Why do language services matter to prevent the spread of COVID-19? For one, the language rights of individuals with limited English proficiency are protected by the Title VI of the Civil Rights Act (1964) and Executive Order 13166 (2000). The deaths of 7-year-old Jakelin Caal Maquín and 8-year-old Felipe Gómez Alonzo remind us of the current administration indifference to the deadly consequences of the lack of adequate language services. For another, given the need to slow down COVID-19, it is in everybody’s interest that as many people as possible receive reliable and accessible information about preventing its spread.

As the COVID-19 crisis intersects with immigration policy and language rights, it has become difficult to separate incompetence from nefariousness. The CDC’s response, in English or otherwise, suggests an understaffed, overwhelmed organization. However, the EOIR decision to ban bilingual flyers, later reversed, echoes the cruel streak that for writer Adam Serwer characterizes many of Trump’s policies and speeches. What other purpose, other than complying with a minor technicality, could the ban serve, if not to purposely keep that information from immigrants and asylum seekers from Mexico and Central America? As journalist Aura Bogado has noted, what will happen when, given the often-unsanitary conditions in them, there is an outbreak in CBP and ICE detention centers?

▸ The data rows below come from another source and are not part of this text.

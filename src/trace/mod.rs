pub mod dijkstra;
pub mod dsu;
pub mod knapsack;
pub mod maze;

/// Common behavior shared by every per-algorithm step type.
///
/// A step is one immutable snapshot of algorithm state plus a human-readable
/// narration line. Steps are produced in execution order by a trace generator
/// and replayed by the player; they are never mutated after emission.
pub trait Step {
    /// Narration line describing the algorithmic event this step records.
    fn message(&self) -> &str;

    /// Whether this step closes its trace (FINISHED/DONE/FAILED kinds).
    fn is_terminal(&self) -> bool;
}

/// The ordered, frozen sequence of steps produced by one generator run.
///
/// A trace is built once from the `Vec` a generator accumulated and offers no
/// way to append or mutate afterwards. Editing the problem instance
/// invalidates the trace; callers regenerate instead of patching.
pub struct Trace<S> {
    steps: Box<[S]>,
}

impl<S: Step> Trace<S> {
    pub fn new(steps: Vec<S>) -> Self {
        debug_assert!(!steps.is_empty(), "a trace always has at least one step");
        debug_assert!(
            steps.last().is_some_and(|s| s.is_terminal()),
            "a trace always ends in a terminal step"
        );
        debug_assert!(
            steps.iter().rev().skip(1).all(|s| !s.is_terminal()),
            "only the last step of a trace is terminal"
        );
        Trace {
            steps: steps.into_boxed_slice(),
        }
    }

    pub fn len(&self) -> usize {
        self.steps.len()
    }

    pub fn is_empty(&self) -> bool {
        self.steps.is_empty()
    }

    pub fn get(&self, index: usize) -> Option<&S> {
        self.steps.get(index)
    }

    pub fn last(&self) -> &S {
        // Non-emptiness is a construction invariant
        self.steps.last().expect("trace is never empty")
    }

    pub fn iter(&self) -> std::slice::Iter<'_, S> {
        self.steps.iter()
    }
}

impl<S> std::ops::Index<usize> for Trace<S> {
    type Output = S;

    fn index(&self, index: usize) -> &Self::Output {
        &self.steps[index]
    }
}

Let us not even entertain as a counterargument the idea that if people want information about the coronavirus they should bother learning English. Nobody should get to decide that the lives non-English speakers are less valuable. Of course, one could argue, less immorally, that crises like this show that it is both more economical and more practical if we all share communications in just one language. But how efficient is a system that leaves so many people out? Are the immediate savings in language services worth the human cost, not to mention the cost of testing and treating what could have been preventable contagions? Why skimp on doing the right thing?

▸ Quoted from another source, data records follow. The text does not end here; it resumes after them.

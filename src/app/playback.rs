use std::{
    io::Stdout,
    sync::{
        Arc,
        atomic::{AtomicBool, Ordering},
        mpsc::{RecvTimeoutError, Sender},
    },
    time::Duration,
};

use crossterm::event::{self, KeyCode};

use crate::app::renderer;
use crate::player::Player;
use crate::trace::Step;

enum UserInputEvent {
    KeyPress(event::KeyEvent),
    Resize,
}

/// Timeout for polling input events in the input thread, a.k.a.
/// how often to check the stop flag
const USER_INPUT_EVENT_POLL_TIMEOUT: Duration = Duration::from_millis(100);
/// Receive timeout while paused; while playing the player's interval is the
/// timeout, which makes the receive loop double as the playback timer
const IDLE_RECV_TIMEOUT: Duration = Duration::from_millis(100);

/// Runs the playback loop for one trace until the user leaves the page.
///
/// `draw` renders the algorithm-specific canvas for the step under the
/// cursor (or the bare problem instance when playback has not started).
/// The loop itself owns the status line and the player transitions. The
/// `recv_timeout` on the input channel is the single cooperative timer:
/// each timeout while playing is one tick, so no second timer can exist.
pub fn run_playback<S, F>(
    stdout: &mut Stdout,
    mut player: Player<S>,
    mut draw: F,
) -> std::io::Result<()>
where
    S: Step,
    F: FnMut(&mut Stdout, Option<&S>) -> std::io::Result<()>,
{
    let should_stop = Arc::new(AtomicBool::new(false));
    let (user_input_event_tx, user_input_event_rx) =
        std::sync::mpsc::channel::<UserInputEvent>();
    let should_stop_for_input = should_stop.clone();
    // Spawn a thread to listen for user input
    let input_thread_handle = std::thread::spawn(move || -> std::io::Result<()> {
        listen_to_user_input(
            user_input_event_tx,
            USER_INPUT_EVENT_POLL_TIMEOUT,
            &should_stop_for_input,
        )
    });

    draw(stdout, player.current())?;
    renderer::draw_status(stdout, &player)?;

    loop {
        let timeout = if player.is_playing() {
            player.interval()
        } else {
            IDLE_RECV_TIMEOUT
        };

        // Whether the canvas needs redrawing (the status line always does)
        let mut dirty = false;
        match user_input_event_rx.recv_timeout(timeout) {
            Err(RecvTimeoutError::Timeout) => {
                // Timer tick: advances the cursor by one while playing
                dirty = player.tick();
            }
            Err(RecvTimeoutError::Disconnected) => {
                // Input thread has exited, leave the page
                break;
            }
            Ok(UserInputEvent::Resize) => {
                dirty = true;
            }
            Ok(UserInputEvent::KeyPress(key_event)) => match key_event.code {
                KeyCode::Esc => {
                    tracing::debug!("[playback] Esc pressed, leaving page");
                    should_stop.store(true, Ordering::Release);
                    break;
                }
                KeyCode::Enter | KeyCode::Char(' ') => {
                    if player.is_playing() {
                        player.pause();
                    } else {
                        player.play();
                    }
                }
                // Manual stepping is only allowed while paused
                KeyCode::Right if !player.is_playing() => {
                    player.step_forward();
                    dirty = true;
                }
                KeyCode::Char('r') | KeyCode::Char('R') => {
                    player.reset();
                    dirty = true;
                }
                KeyCode::Up => {
                    player.speed_up();
                }
                KeyCode::Down => {
                    player.slow_down();
                }
                _ => {}
            },
        }

        if dirty {
            draw(stdout, player.current())?;
        }
        renderer::draw_status(stdout, &player)?;
    }

    // Wait for input thread to finish
    input_thread_handle.join().expect("Input thread panicked")?;
    Ok(())
}

/// Listen for user input events (key presses and resize)
/// This function runs in a separate thread, and is the only place where user input is read
fn listen_to_user_input(
    user_input_event_tx: Sender<UserInputEvent>,
    event_poll_timeout: Duration,
    should_stop: &AtomicBool,
) -> std::io::Result<()> {
    loop {
        // Check if this thread should exit
        if should_stop.load(Ordering::Acquire) {
            return Ok(());
        }

        // Poll for events with a timeout
        if !event::poll(event_poll_timeout)? {
            // No event available, continue loop to check the flag again
            continue;
        }

        let input_event = match event::read()? {
            event::Event::Key(key_event) if key_event.kind == event::KeyEventKind::Press => {
                UserInputEvent::KeyPress(key_event)
            }
            event::Event::Resize(_, _) => UserInputEvent::Resize,
            _ => continue, // Ignore other events
        };

        // Should exit input thread on Esc key
        let should_exit = matches!(
            input_event,
            UserInputEvent::KeyPress(event::KeyEvent {
                code: KeyCode::Esc,
                ..
            })
        );

        // Send the input event to the playback loop
        if user_input_event_tx.send(input_event).is_err() {
            // Receiver has been dropped, exit the thread
            return Ok(());
        }

        if should_exit {
            tracing::debug!("[input loop] Esc key pressed, exiting");
            return Ok(());
        }
    }
}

The reality is that, no matter how stubbornly we stomp our feet and declare ourselves monolingual, the United States is a multilingual society, and it is harmful to so many to go on ignoring this fact. Language access is not a trivial thing or a liberal piety. It is, in medical situations, often a matter of life and death for particularly vulnerable populations. If anything, what we need is a public acknowledgment of the civic value of speaking, learning, teaching and using languages. It is up to those of us who care about languages, in whatever capacity, to stand up for the value of languages in the public interest, even and specially in times of crisis.